[Start of section]

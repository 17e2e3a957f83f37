use std::sync::Arc;

use askama::Template;
use axum::extract::State;
use axum::http::{HeaderMap, StatusCode};
use axum::response::{IntoResponse, Response};
use axum::routing::get;
use axum::{Form, Router};
use estate_core::PredictionResult;
use estate_predictor::{FormInput, FormSpec};

use crate::routes::{page, View};
use crate::{AppState, WebError};

pub fn router() -> Router<Arc<AppState>> {
    Router::new().route("/predictor", get(predictor_page).post(predict))
}

#[derive(Template)]
#[template(path = "predictor.html")]
struct PredictorTemplate<'a> {
    form: &'a FormSpec,
    result: Option<PredictionResult>,
    error: Option<String>,
}

async fn predictor_page(
    headers: HeaderMap,
    State(state): State<Arc<AppState>>,
) -> Result<Response, WebError> {
    let form = FormSpec::build(state.predictor.choices(), None);
    let content = PredictorTemplate {
        form: &form,
        result: None,
        error: None,
    }
    .render()?;
    Ok(page(&headers, View::Predictor, content)?.into_response())
}

async fn predict(
    headers: HeaderMap,
    State(state): State<Arc<AppState>>,
    Form(input): Form<FormInput>,
) -> Result<Response, WebError> {
    let form = FormSpec::build(state.predictor.choices(), Some(&input));

    let (status, result, error) = match state.predictor.predict(&input) {
        Ok(result) => (StatusCode::OK, Some(result), None),
        Err(e) => {
            tracing::warn!(error = %e, city = %input.city, "prediction failed");
            (StatusCode::UNPROCESSABLE_ENTITY, None, Some(e.to_string()))
        }
    };

    let content = PredictorTemplate {
        form: &form,
        result,
        error,
    }
    .render()?;
    Ok((status, page(&headers, View::Predictor, content)?).into_response())
}
//! The property form: which choices each field offers, what a submission
//! looks like, and how a submission becomes a validated `PropertyRecord`.

use std::collections::BTreeMap;
use std::str::FromStr;

use estate_core::schema::{self, CategoryColumn, NumericBounds};
use estate_core::{PropertyRecord, RecordError, YesNo};
use estate_dataset::ReferenceDataset;
use serde::{Deserialize, Serialize};

use crate::Placeholders;

/// Form key of each categorical field.
pub fn form_key(column: CategoryColumn) -> &'static str {
    match column {
        CategoryColumn::City => "city",
        CategoryColumn::PropertyType => "property_type",
        CategoryColumn::FurnishedStatus => "furnished_status",
        CategoryColumn::PublicTransport => "public_transport",
        CategoryColumn::ParkingSpace => "parking_space",
        CategoryColumn::Security => "security",
        CategoryColumn::Facing => "facing",
        CategoryColumn::OwnerType => "owner_type",
        CategoryColumn::AvailabilityStatus => "availability_status",
    }
}

/// Allowed values of every categorical field.
#[derive(Debug, Clone, Default, PartialEq)]
pub struct FormChoices {
    options: BTreeMap<CategoryColumn, Vec<String>>,
}

impl FormChoices {
    /// Sorted distinct dataset values; Yes/No columns are fixed.
    pub fn from_dataset(ds: &ReferenceDataset) -> Self {
        let options = CategoryColumn::ALL
            .into_iter()
            .map(|column| {
                let values = if column.is_yes_no() {
                    YesNo::OPTIONS.iter().map(|s| s.to_string()).collect()
                } else {
                    ds.distinct_values(column)
                };
                (column, values)
            })
            .collect();
        Self { options }
    }

    pub fn options(&self, column: CategoryColumn) -> &[String] {
        self.options.get(&column).map(Vec::as_slice).unwrap_or(&[])
    }

    pub fn allows(&self, column: CategoryColumn, value: &str) -> bool {
        self.options(column).iter().any(|o| o == value)
    }

    /// Validate a submission and build the inference record.
    pub fn to_record(
        &self,
        input: &FormInput,
        placeholders: Placeholders,
    ) -> Result<PropertyRecord, RecordError> {
        for column in CategoryColumn::ALL {
            // Dataset values are matched byte for byte, padding included.
            let value = input.category(column);
            if value.trim().is_empty() {
                return Err(RecordError::MissingField(column.column()));
            }
            if !self.allows(column, value) {
                return Err(RecordError::UnknownChoice {
                    field: column.column(),
                    value: value.to_string(),
                });
            }
        }

        let amenities: u32 = parse_number(schema::AMENITIES_COUNT, &input.amenities_count)?;
        let amenities_count = u8::try_from(amenities)
            .map_err(|_| out_of_range(schema::AMENITIES_COUNT, amenities as f64, schema::AMENITIES_BOUNDS))?;

        let record = PropertyRecord {
            city: input.city.clone(),
            property_type: input.property_type.clone(),
            furnished_status: input.furnished_status.clone(),
            amenities_count,
            size_sqft: parse_number(schema::SIZE_IN_SQFT, &input.size_sqft)?,
            price_lakhs: parse_number(schema::PRICE_IN_LAKHS, &input.price_lakhs)?,
            age_years: parse_number(schema::AGE_OF_PROPERTY, &input.age_years)?,
            public_transport: input.public_transport.clone(),
            parking_space: parse_yes_no(schema::PARKING_SPACE, &input.parking_space)?,
            security: parse_yes_no(schema::SECURITY, &input.security)?,
            facing: input.facing.clone(),
            owner_type: input.owner_type.clone(),
            availability_status: input.availability_status.clone(),
            nearby_schools: placeholders.nearby_schools,
            nearby_hospitals: placeholders.nearby_hospitals,
        };
        record.validate()?;
        Ok(record)
    }
}

fn parse_number<T: FromStr>(field: &'static str, raw: &str) -> Result<T, RecordError> {
    let raw = raw.trim();
    if raw.is_empty() {
        return Err(RecordError::MissingField(field));
    }
    raw.parse().map_err(|_| RecordError::InvalidNumber {
        field,
        value: raw.to_string(),
    })
}

fn parse_yes_no(field: &'static str, raw: &str) -> Result<YesNo, RecordError> {
    raw.trim().parse().map_err(|_| RecordError::UnknownChoice {
        field,
        value: raw.to_string(),
    })
}

fn out_of_range(field: &'static str, value: f64, bounds: NumericBounds) -> RecordError {
    RecordError::OutOfRange {
        field,
        value,
        min: bounds.min,
        max: bounds.max,
    }
}

/// Raw form submission. Every field arrives as text.
#[derive(Debug, Clone, Default, PartialEq, Serialize, Deserialize)]
#[serde(default)]
pub struct FormInput {
    pub city: String,
    pub property_type: String,
    pub furnished_status: String,
    pub amenities_count: String,
    pub size_sqft: String,
    pub price_lakhs: String,
    pub age_years: String,
    pub public_transport: String,
    pub parking_space: String,
    pub security: String,
    pub facing: String,
    pub owner_type: String,
    pub availability_status: String,
}

impl FormInput {
    /// First option of every select, numeric minimums, three amenities.
    pub fn default_for(choices: &FormChoices) -> Self {
        let first = |column| choices.options(column).first().cloned().unwrap_or_default();
        Self {
            city: first(CategoryColumn::City),
            property_type: first(CategoryColumn::PropertyType),
            furnished_status: first(CategoryColumn::FurnishedStatus),
            amenities_count: schema::AMENITIES_DEFAULT.to_string(),
            size_sqft: format_bound(schema::SIZE_BOUNDS.min),
            price_lakhs: format!("{:.2}", schema::PRICE_BOUNDS.min),
            age_years: format_bound(schema::AGE_BOUNDS.min),
            public_transport: first(CategoryColumn::PublicTransport),
            parking_space: first(CategoryColumn::ParkingSpace),
            security: first(CategoryColumn::Security),
            facing: first(CategoryColumn::Facing),
            owner_type: first(CategoryColumn::OwnerType),
            availability_status: first(CategoryColumn::AvailabilityStatus),
        }
    }

    pub fn category(&self, column: CategoryColumn) -> &str {
        match column {
            CategoryColumn::City => &self.city,
            CategoryColumn::PropertyType => &self.property_type,
            CategoryColumn::FurnishedStatus => &self.furnished_status,
            CategoryColumn::PublicTransport => &self.public_transport,
            CategoryColumn::ParkingSpace => &self.parking_space,
            CategoryColumn::Security => &self.security,
            CategoryColumn::Facing => &self.facing,
            CategoryColumn::OwnerType => &self.owner_type,
            CategoryColumn::AvailabilityStatus => &self.availability_status,
        }
    }
}

fn format_bound(v: f64) -> String {
    if v.fract() == 0.0 {
        format!("{}", v as i64)
    } else {
        v.to_string()
    }
}

#[derive(Debug, Clone, Copy, PartialEq, Eq, Serialize)]
pub enum Control {
    Select,
    Slider,
    Number,
}

#[derive(Debug, Clone, PartialEq, Serialize)]
pub struct SelectOption {
    pub value: String,
    pub selected: bool,
}

/// One rendered form control.
#[derive(Debug, Clone, PartialEq, Serialize)]
pub struct FieldSpec {
    pub name: &'static str,
    pub label: &'static str,
    pub control: Control,
    pub options: Vec<SelectOption>,
    pub min: String,
    pub max: String,
    pub step: String,
    pub value: String,
}

impl FieldSpec {
    fn select(column: CategoryColumn, choices: &FormChoices, current: &str) -> Self {
        let options = choices
            .options(column)
            .iter()
            .map(|v| SelectOption {
                value: v.clone(),
                selected: v == current,
            })
            .collect();
        Self {
            name: form_key(column),
            label: column.label(),
            control: Control::Select,
            options,
            min: String::new(),
            max: String::new(),
            step: String::new(),
            value: current.to_string(),
        }
    }

    fn numeric(
        name: &'static str,
        label: &'static str,
        control: Control,
        bounds: NumericBounds,
        value: &str,
    ) -> Self {
        Self {
            name,
            label,
            control,
            options: Vec::new(),
            min: format_bound(bounds.min),
            max: format_bound(bounds.max),
            step: format_bound(bounds.step),
            value: value.to_string(),
        }
    }

    pub fn is_select(&self) -> bool {
        self.control == Control::Select
    }

    pub fn is_slider(&self) -> bool {
        self.control == Control::Slider
    }
}

/// Two-column form layout.
#[derive(Debug, Clone, PartialEq, Serialize)]
pub struct FormSpec {
    pub left: Vec<FieldSpec>,
    pub right: Vec<FieldSpec>,
}

impl FormSpec {
    /// Lay out the form, pre-selecting `current` or the defaults.
    pub fn build(choices: &FormChoices, current: Option<&FormInput>) -> Self {
        let defaults;
        let input = match current {
            Some(input) => input,
            None => {
                defaults = FormInput::default_for(choices);
                &defaults
            }
        };
        let select = |column| FieldSpec::select(column, choices, input.category(column));

        let left = vec![
            select(CategoryColumn::City),
            select(CategoryColumn::PropertyType),
            select(CategoryColumn::FurnishedStatus),
            FieldSpec::numeric(
                "amenities_count",
                "Amenities Count",
                Control::Slider,
                schema::AMENITIES_BOUNDS,
                &input.amenities_count,
            ),
        ];

        let right = vec![
            FieldSpec::numeric(
                "size_sqft",
                "Size (SqFt)",
                Control::Number,
                schema::SIZE_BOUNDS,
                &input.size_sqft,
            ),
            FieldSpec::numeric(
                "price_lakhs",
                "Current Price (Lakhs)",
                Control::Number,
                schema::PRICE_BOUNDS,
                &input.price_lakhs,
            ),
            FieldSpec::numeric(
                "age_years",
                "Age of Property (Years)",
                Control::Number,
                schema::AGE_BOUNDS,
                &input.age_years,
            ),
            select(CategoryColumn::PublicTransport),
            select(CategoryColumn::ParkingSpace),
            select(CategoryColumn::Security),
            select(CategoryColumn::Facing),
            select(CategoryColumn::OwnerType),
            select(CategoryColumn::AvailabilityStatus),
        ];

        Self { left, right }
    }

    pub fn fields(&self) -> impl Iterator<Item = &FieldSpec> {
        self.left.iter().chain(self.right.iter())
    }
}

[End of section]

■ **ACTION ITEM**: Scan the data for the string "Router" and copy each line in which it occurs.

■ **COMPLETED EXERCISE**:
use axum::{Form, Router};
pub fn router() -> Router<Arc<AppState>> {
    Router::new().route("/predictor", get(predictor_page).post(predict))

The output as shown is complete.